▶ **TASK REQUIREMENTS**
Every line containing "above" should be copied out. Go through the entries and find them.

▶ **Recorded data**
◇ ◇ ◇ ◇ ◇

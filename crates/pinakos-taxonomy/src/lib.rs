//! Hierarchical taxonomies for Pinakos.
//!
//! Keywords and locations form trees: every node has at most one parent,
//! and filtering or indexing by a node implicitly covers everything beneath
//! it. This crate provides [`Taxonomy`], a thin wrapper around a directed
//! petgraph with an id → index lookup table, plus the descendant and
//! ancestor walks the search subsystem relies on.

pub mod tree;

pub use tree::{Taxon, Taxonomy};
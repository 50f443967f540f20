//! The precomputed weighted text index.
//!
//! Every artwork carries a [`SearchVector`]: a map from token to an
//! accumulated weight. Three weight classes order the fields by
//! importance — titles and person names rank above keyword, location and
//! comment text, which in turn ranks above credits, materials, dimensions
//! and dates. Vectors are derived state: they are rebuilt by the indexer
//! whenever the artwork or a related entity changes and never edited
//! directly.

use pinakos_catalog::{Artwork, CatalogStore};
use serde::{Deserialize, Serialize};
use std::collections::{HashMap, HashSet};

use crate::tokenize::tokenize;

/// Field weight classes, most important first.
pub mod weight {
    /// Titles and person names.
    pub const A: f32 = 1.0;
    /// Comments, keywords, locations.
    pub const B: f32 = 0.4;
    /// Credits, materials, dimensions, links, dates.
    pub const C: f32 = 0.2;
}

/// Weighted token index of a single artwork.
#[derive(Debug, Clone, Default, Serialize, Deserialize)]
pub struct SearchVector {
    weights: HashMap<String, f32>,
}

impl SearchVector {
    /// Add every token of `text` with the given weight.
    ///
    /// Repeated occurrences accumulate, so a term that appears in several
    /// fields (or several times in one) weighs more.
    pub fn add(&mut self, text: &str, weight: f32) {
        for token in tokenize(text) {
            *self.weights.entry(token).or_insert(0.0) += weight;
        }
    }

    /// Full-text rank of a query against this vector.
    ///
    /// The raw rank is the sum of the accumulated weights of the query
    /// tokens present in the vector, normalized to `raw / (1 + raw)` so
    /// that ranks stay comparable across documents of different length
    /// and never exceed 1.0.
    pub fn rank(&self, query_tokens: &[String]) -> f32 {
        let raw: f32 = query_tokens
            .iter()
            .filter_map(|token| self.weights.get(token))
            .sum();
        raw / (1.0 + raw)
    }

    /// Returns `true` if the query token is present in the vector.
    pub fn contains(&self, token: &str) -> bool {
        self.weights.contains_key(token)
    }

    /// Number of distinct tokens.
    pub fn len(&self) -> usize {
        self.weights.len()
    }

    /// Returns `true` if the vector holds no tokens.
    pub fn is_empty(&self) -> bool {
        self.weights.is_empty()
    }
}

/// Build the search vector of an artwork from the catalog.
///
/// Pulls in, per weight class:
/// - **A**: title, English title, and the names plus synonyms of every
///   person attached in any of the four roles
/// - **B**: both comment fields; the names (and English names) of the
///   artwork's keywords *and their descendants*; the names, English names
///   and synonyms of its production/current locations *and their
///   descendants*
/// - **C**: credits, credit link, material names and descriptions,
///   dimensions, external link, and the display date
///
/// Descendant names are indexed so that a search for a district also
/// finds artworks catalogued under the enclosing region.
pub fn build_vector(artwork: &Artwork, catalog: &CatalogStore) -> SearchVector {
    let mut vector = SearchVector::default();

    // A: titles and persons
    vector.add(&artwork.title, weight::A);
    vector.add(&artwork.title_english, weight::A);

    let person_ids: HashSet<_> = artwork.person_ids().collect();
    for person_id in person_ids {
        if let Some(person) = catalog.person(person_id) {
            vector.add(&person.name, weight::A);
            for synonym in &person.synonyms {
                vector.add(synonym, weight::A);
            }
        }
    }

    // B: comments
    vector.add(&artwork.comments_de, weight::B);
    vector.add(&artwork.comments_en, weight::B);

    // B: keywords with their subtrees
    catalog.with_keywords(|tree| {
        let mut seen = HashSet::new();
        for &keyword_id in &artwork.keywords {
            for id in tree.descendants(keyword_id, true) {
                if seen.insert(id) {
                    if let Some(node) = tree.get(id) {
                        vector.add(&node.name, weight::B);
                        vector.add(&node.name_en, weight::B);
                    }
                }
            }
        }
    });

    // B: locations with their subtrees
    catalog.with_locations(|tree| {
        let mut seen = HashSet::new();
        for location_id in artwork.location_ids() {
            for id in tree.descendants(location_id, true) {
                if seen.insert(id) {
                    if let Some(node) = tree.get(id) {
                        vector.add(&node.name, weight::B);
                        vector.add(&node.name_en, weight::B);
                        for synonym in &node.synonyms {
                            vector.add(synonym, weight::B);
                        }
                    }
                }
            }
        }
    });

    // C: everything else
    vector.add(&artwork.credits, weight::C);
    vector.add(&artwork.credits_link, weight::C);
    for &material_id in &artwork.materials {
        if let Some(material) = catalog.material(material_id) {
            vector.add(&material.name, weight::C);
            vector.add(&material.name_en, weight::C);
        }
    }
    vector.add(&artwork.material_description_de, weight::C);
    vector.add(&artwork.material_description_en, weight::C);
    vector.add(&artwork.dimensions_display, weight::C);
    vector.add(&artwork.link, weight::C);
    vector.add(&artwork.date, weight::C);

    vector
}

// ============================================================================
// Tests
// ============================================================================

◇ ◇ ◇ ◇ ◇

▶ **ANSWER**
//! importance — titles and person names rank above keyword, location and
//! comment text, which in turn ranks above credits, materials, dimensions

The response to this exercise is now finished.